標題:Optimal Distributed Subsampling for Big Data Analysis
報告時間:2025年6月6日(星期五)13:30-14:30
報告地點:人民大街校區惟真樓523會議室
主講人: 艾明要
主辦單位:數學與統計學院
報告內容簡介:
Subsampling methods are effective techniques to reduce computational burden and maintain statistical inference efficiency for big data. In this talk, we will review different subsampling techniques for different models from linear model, to generalized linear model, and to estimation equations.

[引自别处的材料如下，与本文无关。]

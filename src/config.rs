use std::path::Path;

use color_eyre::{Result, eyre::WrapErr};
use serde::Deserialize;

use crate::geo::{BoundingBox, Coord, to_km};

/// Every tunable of an analysis run. Missing keys in a TOML file fall back to
/// the defaults below.
#[derive(Debug, Clone, PartialEq, Deserialize)]
#[serde(default, deny_unknown_fields)]
pub struct AnalysisConfig {
    pub focus_bank: String,
    pub km_per_degree: f64,
    pub baku_city: BoundingBox,
    pub clustering: ClusteringConfig,
    /// Competitor branches farther than this from any focus branch are gaps.
    pub gap_threshold: f64,
    pub top_gaps: usize,
    pub intensity_radius: f64,
    pub histogram_bins: usize,
    /// Focus share (percent) below which a cluster counts as underserved.
    pub underserved_share: f64,
    pub market_share_target: f64,
    pub opportunity: OpportunityConfig,
}

impl Default for AnalysisConfig {
    fn default() -> Self {
        Self {
            focus_bank: "AzerTurk Bank".to_string(),
            km_per_degree: 111.0,
            baku_city: BoundingBox::new(40.3, 40.5, 49.7, 50.0),
            clustering: ClusteringConfig::default(),
            gap_threshold: 0.3,
            top_gaps: 15,
            intensity_radius: 0.1,
            histogram_bins: 15,
            underserved_share: 5.0,
            market_share_target: 0.10,
            opportunity: OpportunityConfig::default(),
        }
    }
}

impl AnalysisConfig {
    pub fn load(path: &Path) -> Result<Self> {
        let raw = std::fs::read_to_string(path)
            .wrap_err_with(|| format!("could not read config {}", path.display()))?;
        Self::from_toml(&raw).wrap_err_with(|| format!("invalid config {}", path.display()))
    }

    pub fn from_toml(raw: &str) -> Result<Self> {
        Ok(toml::from_str(raw)?)
    }

    pub fn km(&self, degrees: f64) -> f64 {
        to_km(degrees, self.km_per_degree)
    }
}

#[derive(Debug, Clone, PartialEq, Deserialize)]
#[serde(default, deny_unknown_fields)]
pub struct ClusteringConfig {
    pub eps: f64,
    pub min_samples: usize,
}

impl Default for ClusteringConfig {
    fn default() -> Self {
        Self {
            eps: 0.5,
            min_samples: 5,
        }
    }
}

#[derive(Debug, Clone, PartialEq, Deserialize)]
#[serde(default, deny_unknown_fields)]
pub struct OpportunityConfig {
    pub metro: ScanConfig,
    pub regional: ScanConfig,
    /// Margin added around the branches outside the metro box.
    pub regional_padding: f64,
}

impl Default for OpportunityConfig {
    fn default() -> Self {
        Self {
            metro: ScanConfig {
                bounds: Some(BoundingBox::new(40.30, 40.65, 49.60, 50.20)),
                resolution: 35,
                distance_weight: 15.0,
                competitor_weight: 0.8,
                competitor_radius: 0.05,
                top_n: 15,
                fallback_anchor: Coord::new(40.4, 49.85),
            },
            regional: ScanConfig {
                bounds: None,
                resolution: 30,
                distance_weight: 10.0,
                competitor_weight: 0.5,
                competitor_radius: 0.3,
                top_n: 15,
                fallback_anchor: Coord::new(40.0, 48.0),
            },
            regional_padding: 0.1,
        }
    }
}

/// One grid scan of the growth opportunity score.
#[derive(Debug, Clone, PartialEq, Deserialize)]
#[serde(deny_unknown_fields)]
pub struct ScanConfig {
    /// `None` derives the bounds from the data.
    #[serde(default)]
    pub bounds: Option<BoundingBox>,
    pub resolution: usize,
    pub distance_weight: f64,
    pub competitor_weight: f64,
    pub competitor_radius: f64,
    pub top_n: usize,
    /// Stands in for the focus network when the area has no focus branch.
    pub fallback_anchor: Coord,
}

#[cfg(test)]
mod tests {
    use super::*;

    #[test]
    fn empty_file_gives_defaults() {
        let config = AnalysisConfig::from_toml("").unwrap();
        assert_eq!(config, AnalysisConfig::default());
        assert_eq!(config.focus_bank, "AzerTurk Bank");
        assert_eq!(config.opportunity.metro.resolution, 35);
        assert!(config.opportunity.regional.bounds.is_none());
    }

    #[test]
    fn partial_sections_keep_remaining_defaults() {
        let config = AnalysisConfig::from_toml(
            r#"
            focus_bank = "Kapital Bank"
            gap_threshold = 0.25

            [clustering]
            min_samples = 3
            "#,
        )
        .unwrap();
        assert_eq!(config.focus_bank, "Kapital Bank");
        assert_eq!(config.gap_threshold, 0.25);
        assert_eq!(config.clustering.min_samples, 3);
        assert_eq!(config.clustering.eps, 0.5);
        assert_eq!(config.intensity_radius, 0.1);
    }

    #[test]
    fn unknown_keys_are_rejected() {
        assert!(AnalysisConfig::from_toml("focus = \"x\"").is_err());
    }

    #[test]
    fn degrees_convert_to_km() {
        let config = AnalysisConfig::default();
        assert!((config.km(0.3) - 33.3).abs() < 1e-9);
    }
}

If the data volume is so large that nonuniform subsampling probabilities cannot be calculated all at once, subsampling with replacement is infeasible to implement. This problem is solved by using a new subsampling without replacement, called Poisson subsampling. To deal with the situation that the full data are stored in different blocks or at multiple locations, a distributed subsampling framework is developed, in which statistics are computed simultaneously on smaller partitions of the full data. Finally, the proposed strategies are illustrated and evaluated through numerical experiments on both simulated and real data sets.
主講人簡介:

艾明要,北京大學數學科學學院二級教授,北京大學教材建設博雅特聘教授。全國應用統計專業學位研究生教育指導委員會委員、培養組組長,中國現場統計研究會副理事長,中國概率統計學會第十一屆理事會秘書長,中國統計學會常務理事。擔任四個國際重要SCI期刊Stat Sinica、JSPI、SPL和Stat編委,國內核心期刊 《系統科學與數學》、《數理統計與管理》、《數學進展》編委,科學出版社《統計與數據科學叢書》編委。主要從事大數據采樣理論與算法、試驗設計與分析、計算機仿真與建模、應用統計的教學和研究工作,在AOS、JASA、Biometrika、《中國科學》等國內外重要期刊發表學術論文八十余篇。主持國家自然科學基金重點項目1項(252萬)、國際合作研究項目1項(200萬)、重點項目子課題1項、面上項目5項,參與完成科技部重點研發計劃項目2項。兩次獲得北京大學優秀博士學位論文指導教師,獲北京大學優秀教學成果一等獎、北京市高等學校優秀教學成果二等獎。